Amazon SageMaker - Deep Dive Flashcards
What is Amazon SageMaker?
A fully managed machine learning service by AWS that enables developers and data scientists to build, train, tune, and deploy ML models at scale.
What are the three main steps in a SageMaker ML workflow?
1) Collect and prepare data, 2) Build and train models, 3) Deploy and monitor models.
What types of algorithms are built-in with SageMaker?
Supervised (e.g., Linear regression, KNN), Unsupervised (e.g., PCA, K-means), Anomaly detection, NLP, and Image processing.
What is AMT in SageMaker?
Automatic Model Tuning, which automatically optimizes hyperparameters to improve model performance.
What are the four deployment types in SageMaker?
Real-time, Serverless, Asynchronous, and Batch Transform.
What is Real-time inference in SageMaker?
A low-latency prediction service for small payloads (up to 6 MB) that responds instantly using a deployed endpoint.
What is Serverless inference in SageMaker?
A deployment option without infrastructure management that auto-scales with memory configuration; may have cold start latency.
What is Asynchronous inference in SageMaker?
Used for large payloads (up to 1 GB) and longer processing times (up to 1 hour); input/output handled via Amazon S3.
What is Batch Transform in SageMaker?
Used for processing entire datasets (multiple records) at once with high latency; supports concurrent large-scale predictions.
What is SageMaker Studio?
A web-based IDE for ML development that supports model building, training, tuning, deployment, and collaboration.
What is the benefit of AMT’s early stop condition?
It saves time and cost by halting underperforming tuning jobs automatically.
What is SageMaker Data Wrangler used for?
Preparing, transforming, and engineering features from tabular and image data for machine learning.
What types of data can you prepare with Data Wrangler?
Tabular and image data.
What are some key features of Data Wrangler?
Data selection, cleansing, exploration, visualization, transformation, and feature engineering.
Does Data Wrangler support SQL?
Yes, it supports SQL for transformations and queries.

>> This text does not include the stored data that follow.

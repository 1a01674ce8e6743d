// See <https://matklad.github.io/2021/02/27/delete-cargo-integration-tests.html>

pub mod refresh;
pub mod tasks;
pub mod utils;

pub use utils::*;
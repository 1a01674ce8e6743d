//! Metric computations over a [`Dataset`] snapshot.
//!
//! Metrics are looked up by name in a [`MetricRegistry`]. The built-in metrics are:
//!
//! - `total_count`: the number of records.
//! - `avg_value`: the mean of the records' `value`.
//! - `sum_value`: the sum of the records' `value`.
//! - `min_value` / `max_value`: the smallest and largest `value`.
//!
//! The mean and the extremes are undefined for an empty dataset.

use std::collections::HashMap;
use std::fmt;
use std::sync::Arc;

use serde::{Deserialize, Serialize};
use thiserror::Error;

mod dataset;

pub use dataset::{Dataset, VALUE_FIELD};

/// The value of a computed metric.
#[derive(Debug, Clone, Copy, PartialEq, Serialize, Deserialize)]
#[serde(untagged)]
pub enum MetricValue {
    Count(u64),
    Number(f64),
}

impl fmt::Display for MetricValue {
    fn fmt(&self, f: &mut fmt::Formatter<'_>) -> fmt::Result {
        match self {
            MetricValue::Count(count) => count.fmt(f),
            MetricValue::Number(number) => number.fmt(f),
        }
    }
}

/// Why a single metric could not be computed.
#[derive(Debug, Clone, PartialEq, Eq, Error)]
pub enum ComputeError {
    #[error("unknown metric: {0}")]
    UnknownMetric(String),
    #[error("not enough data to compute {0}")]
    InsufficientData(String),
    #[error("dataset not available")]
    DataUnavailable,
    /// The job stopped without reporting a result.
    #[error("metric computation aborted")]
    Aborted,
}

impl ComputeError {
    /// A short, stable name used in error payloads and metric tags.
    pub fn kind(&self) -> &'static str {
        match self {
            ComputeError::UnknownMetric(_) => "unknown_metric",
            ComputeError::InsufficientData(_) => "insufficient_data",
            ComputeError::DataUnavailable => "data_unavailable",
            ComputeError::Aborted => "aborted",
        }
    }
}

/// A metric implementation.
pub type MetricFn = dyn Fn(&Dataset) -> Result<MetricValue, ComputeError> + Send + Sync;

/// Maps metric names to their implementations.
#[derive(Clone, Default)]
pub struct MetricRegistry {
    metrics: HashMap<String, Arc<MetricFn>>,
}

impl fmt::Debug for MetricRegistry {
    fn fmt(&self, f: &mut fmt::Formatter<'_>) -> fmt::Result {
        f.debug_set().entries(self.names()).finish()
    }
}

impl MetricRegistry {
    /// A registry without any metrics.
    pub fn empty() -> Self {
        Self::default()
    }

    /// A registry with all built-in metrics.
    pub fn builtin() -> Self {
        let mut registry = Self::empty();
        registry.register("total_count", |data| Ok(MetricValue::Count(data.len() as u64)));
        registry.register("avg_value", |data| {
            if data.is_empty() {
                return Err(ComputeError::InsufficientData("avg_value".into()));
            }
            let sum: f64 = data.values(VALUE_FIELD).sum();
            Ok(MetricValue::Number(sum / data.len() as f64))
        });
        registry.register("sum_value", |data| {
            Ok(MetricValue::Number(data.values(VALUE_FIELD).sum()))
        });
        registry.register("min_value", |data| {
            data.values(VALUE_FIELD)
                .reduce(f64::min)
                .map(MetricValue::Number)
                .ok_or_else(|| ComputeError::InsufficientData("min_value".into()))
        });
        registry.register("max_value", |data| {
            data.values(VALUE_FIELD)
                .reduce(f64::max)
                .map(MetricValue::Number)
                .ok_or_else(|| ComputeError::InsufficientData("max_value".into()))
        });
        registry
    }

    /// Adds or replaces the metric called `name`.
    pub fn register<F>(&mut self, name: &str, metric: F)
    where
        F: Fn(&Dataset) -> Result<MetricValue, ComputeError> + Send + Sync + 'static,
    {
        self.metrics.insert(name.to_owned(), Arc::new(metric));
    }

    pub fn contains(&self, name: &str) -> bool {
        self.metrics.contains_key(name)
    }

    /// All registered names, sorted.
    pub fn names(&self) -> Vec<&str> {
        let mut names: Vec<_> = self.metrics.keys().map(String::as_str).collect();
        names.sort_unstable();
        names
    }

    /// Computes the metric called `name` over `dataset`.
    pub fn compute(&self, name: &str, dataset: &Dataset) -> Result<MetricValue, ComputeError> {
        let metric = self
            .metrics
            .get(name)
            .ok_or_else(|| ComputeError::UnknownMetric(name.to_owned()))?;
        metric(dataset)
    }
}
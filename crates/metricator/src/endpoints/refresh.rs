use axum::Json;
use axum::extract::State;
use axum::http::StatusCode;
use metricator_service::refresh::{RefreshTrigger, Trigger};
use metricator_service::services::SharedServices;
use serde::Serialize;

#[derive(Debug, Serialize)]
#[serde(rename_all = "snake_case")]
pub enum RefreshStatus {
    Started,
    InProgress,
}

#[derive(Debug, Serialize)]
pub struct RefreshResponse {
    status: RefreshStatus,
}

/// Starts a refresh of the dataset unless one is already running. Never waits for the fetch.
pub async fn trigger_refresh(
    State(services): State<SharedServices>,
) -> (StatusCode, Json<RefreshResponse>) {
    let key = &services.config.cache.dataset_key;
    match services.refresh.request_refresh(key, Trigger::Manual) {
        RefreshTrigger::Started(_) => (
            StatusCode::ACCEPTED,
            Json(RefreshResponse {
                status: RefreshStatus::Started,
            }),
        ),
        RefreshTrigger::InProgress => (
            StatusCode::OK,
            Json(RefreshResponse {
                status: RefreshStatus::InProgress,
            }),
        ),
    }
}

#[cfg(test)]
mod tests {
    use std::time::Duration;

    use axum::body::Body;
    use axum::http::Request;
    use serde_json::json;
    use tower::ServiceExt;

    use super::*;
    use crate::test;

    fn request() -> Request<Body> {
        Request::post("/refresh").body(Body::empty()).unwrap()
    }

    #[tokio::test]
    async fn test_refresh_is_single_flight() {
        test::setup();
        let server = test::DataServer::new("[]");
        server.set_delay(Duration::from_secs(5));
        let (app, _services) = test::app(Some(&server));

        let response = app.clone().oneshot(request()).await.unwrap();
        assert_eq!(response.status(), StatusCode::ACCEPTED);
        assert_eq!(test::body_json(response).await, json!({"status": "started"}));

        let response = app.oneshot(request()).await.unwrap();
        assert_eq!(response.status(), StatusCode::OK);
        assert_eq!(test::body_json(response).await, json!({"status": "in_progress"}));
    }
}
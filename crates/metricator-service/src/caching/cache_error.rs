use thiserror::Error;

/// An error that happens when reading from or writing to a cache store.
///
/// A missing or expired entry is not an error. Lookups report those as `Ok(None)`.
#[derive(Debug, Clone, PartialEq, Eq, Error)]
pub enum CacheError {
    /// The caller passed a key or TTL the store cannot accept.
    #[error("invalid argument: {0}")]
    InvalidArgument(String),
    /// The backing store could not be reached or failed to perform the operation.
    #[error("cache store unavailable: {0}")]
    StoreUnavailable(String),
    /// An entry exists, but its contents or metadata cannot be decoded.
    #[error("corrupt cache entry: {0}")]
    CorruptEntry(String),
}

impl From<std::io::Error> for CacheError {
    #[track_caller]
    fn from(err: std::io::Error) -> Self {
        let dynerr: &dyn std::error::Error = &err; // tracing expects a `&dyn Error`
        tracing::error!(error = dynerr, "cache store I/O failed");
        Self::StoreUnavailable(err.to_string())
    }
}

impl CacheError {
    /// A short, stable name used to tag metrics and error payloads.
    pub fn kind(&self) -> &'static str {
        match self {
            CacheError::InvalidArgument(_) => "invalid_argument",
            CacheError::StoreUnavailable(_) => "store_unavailable",
            CacheError::CorruptEntry(_) => "corrupt_entry",
        }
    }
}

/// The result of a cache operation.
pub type CacheContents<T = ()> = Result<T, CacheError>;

/// Rejects empty keys and zero TTLs, which no store accepts.
pub(super) fn validate_write(key: &str, ttl: std::time::Duration) -> CacheContents {
    validate_key(key)?;
    if ttl.is_zero() {
        return Err(CacheError::InvalidArgument("ttl must be positive".into()));
    }
    Ok(())
}

pub(super) fn validate_key(key: &str) -> CacheContents {
    if key.is_empty() {
        return Err(CacheError::InvalidArgument("cache key must not be empty".into()));
    }
    Ok(())
}

#[cfg(test)]
mod tests {
    use std::io;
    use std::time::Duration;

    use super::*;

    #[test]
    fn io_errors_mean_unavailable() {
        let err = CacheError::from(io::Error::new(io::ErrorKind::PermissionDenied, "nope"));
        assert!(matches!(err, CacheError::StoreUnavailable(_)));
        assert_eq!(err.kind(), "store_unavailable");
    }

    #[test]
    fn zero_ttl_is_rejected() {
        assert!(validate_write("dataset", Duration::from_secs(1)).is_ok());
        assert!(matches!(
            validate_write("dataset", Duration::ZERO),
            Err(CacheError::InvalidArgument(_))
        ));
        assert!(matches!(
            validate_write("", Duration::from_secs(1)),
            Err(CacheError::InvalidArgument(_))
        ));
    }
}
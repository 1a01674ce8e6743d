//! Metricator.
//!
//! Metricator is a standalone web service that keeps a cached copy of a remote dataset fresh in
//! the background and computes metrics over it on demand. Metric requests are answered with a task
//! id that can be polled for the results.

#![warn(missing_debug_implementations, clippy::all)]

mod cli;
mod endpoints;
mod healthcheck;
mod logging;
mod server;


fn main() {
    match cli::execute() {
        Ok(()) => std::process::exit(0),
        Err(error) => {
            logging::ensure_log_error(&error);
            std::process::exit(1);
        }
    }
}
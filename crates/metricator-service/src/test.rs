//! Test doubles shared by the unit tests of this crate.

use std::collections::VecDeque;
use std::sync::Mutex;
use std::sync::atomic::{AtomicUsize, Ordering};
use std::time::Duration;

use bytes::Bytes;
use futures::future::BoxFuture;

pub use metricator_test::{DataServer, setup, tempdir};

use crate::caching::{CacheContents, CacheStore, InMemoryStore};
use crate::refresh::{FetchError, RemoteSource};

type Outcome = Result<&'static str, FetchError>;

/// A [`RemoteSource`] that plays back a fixed list of outcomes.
///
/// Once the script is exhausted, the last outcome repeats.
#[derive(Debug)]
pub struct ScriptedSource {
    script: Mutex<VecDeque<Outcome>>,
    last: Mutex<Option<Outcome>>,
    delay: Option<Duration>,
    calls: AtomicUsize,
}

impl ScriptedSource {
    pub fn new(script: impl IntoIterator<Item = Outcome>) -> Self {
        Self {
            script: Mutex::new(script.into_iter().collect()),
            last: Mutex::new(None),
            delay: None,
            calls: AtomicUsize::new(0),
        }
    }

    pub fn succeeding(payload: &'static str) -> Self {
        Self::new([Ok(payload)])
    }

    pub fn failing(error: FetchError) -> Self {
        Self::new([Err(error)])
    }

    /// Every fetch sleeps for `delay` before answering.
    pub fn with_delay(mut self, delay: Duration) -> Self {
        self.delay = Some(delay);
        self
    }

    /// How many fetches were started.
    pub fn calls(&self) -> usize {
        self.calls.load(Ordering::SeqCst)
    }

    fn next_outcome(&self) -> Outcome {
        let mut last = self.last.lock().unwrap();
        if let Some(outcome) = self.script.lock().unwrap().pop_front() {
            *last = Some(outcome);
        }
        last.clone()
            .unwrap_or_else(|| Err(FetchError::TransportFailure("empty script".into())))
    }
}

impl RemoteSource for ScriptedSource {
    fn fetch<'a>(&'a self, _key: &'a str) -> BoxFuture<'a, Result<Bytes, FetchError>> {
        self.calls.fetch_add(1, Ordering::SeqCst);
        Box::pin(async move {
            if let Some(delay) = self.delay {
                tokio::time::sleep(delay).await;
            }
            self.next_outcome().map(|s| Bytes::from_static(s.as_bytes()))
        })
    }
}

/// An [`InMemoryStore`] that counts the writes it receives.
#[derive(Debug)]
pub struct CountingStore {
    inner: InMemoryStore,
    writes: AtomicUsize,
}

impl CountingStore {
    pub fn new() -> Self {
        Self {
            inner: InMemoryStore::new(1024 * 1024),
            writes: AtomicUsize::new(0),
        }
    }

    /// How many writes were attempted, including rejected ones.
    pub fn writes(&self) -> usize {
        self.writes.load(Ordering::SeqCst)
    }
}

impl CacheStore for CountingStore {
    fn name(&self) -> &'static str {
        "counting"
    }

    fn get<'a>(&'a self, key: &'a str) -> BoxFuture<'a, CacheContents<Option<Bytes>>> {
        self.inner.get(key)
    }

    fn set<'a>(&'a self, key: &'a str, value: Bytes, ttl: Duration) -> BoxFuture<'a, CacheContents> {
        self.writes.fetch_add(1, Ordering::SeqCst);
        self.inner.set(key, value, ttl)
    }
}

What tool in Data Wrangler helps analyze data completeness and formatting?
The data quality tool.
Why is feature engineering important?
Because high-quality features directly impact the performance of machine learning models.
What is a common transformation in feature engineering?
Converting a birth date into age (a numerical value).
What is the SageMaker Feature Store used for?
Storing, sharing, and discovering machine learning features across datasets and teams.
Where are features from the Feature Store discoverable?
Within SageMaker Studio.
Why is having a centralized Feature Store beneficial?
It improves collaboration and enables reuse of high-quality features across datasets and projects.
Can a quick model be created in Data Wrangler?
Yes, to analyze how well the model might perform on the transformed data.
Is Data Wrangler part of SageMaker Studio?
Yes, it’s fully integrated within SageMaker Studio.
What is SageMaker Clarify used for?
Evaluating foundation models, detecting bias, and explaining model predictions.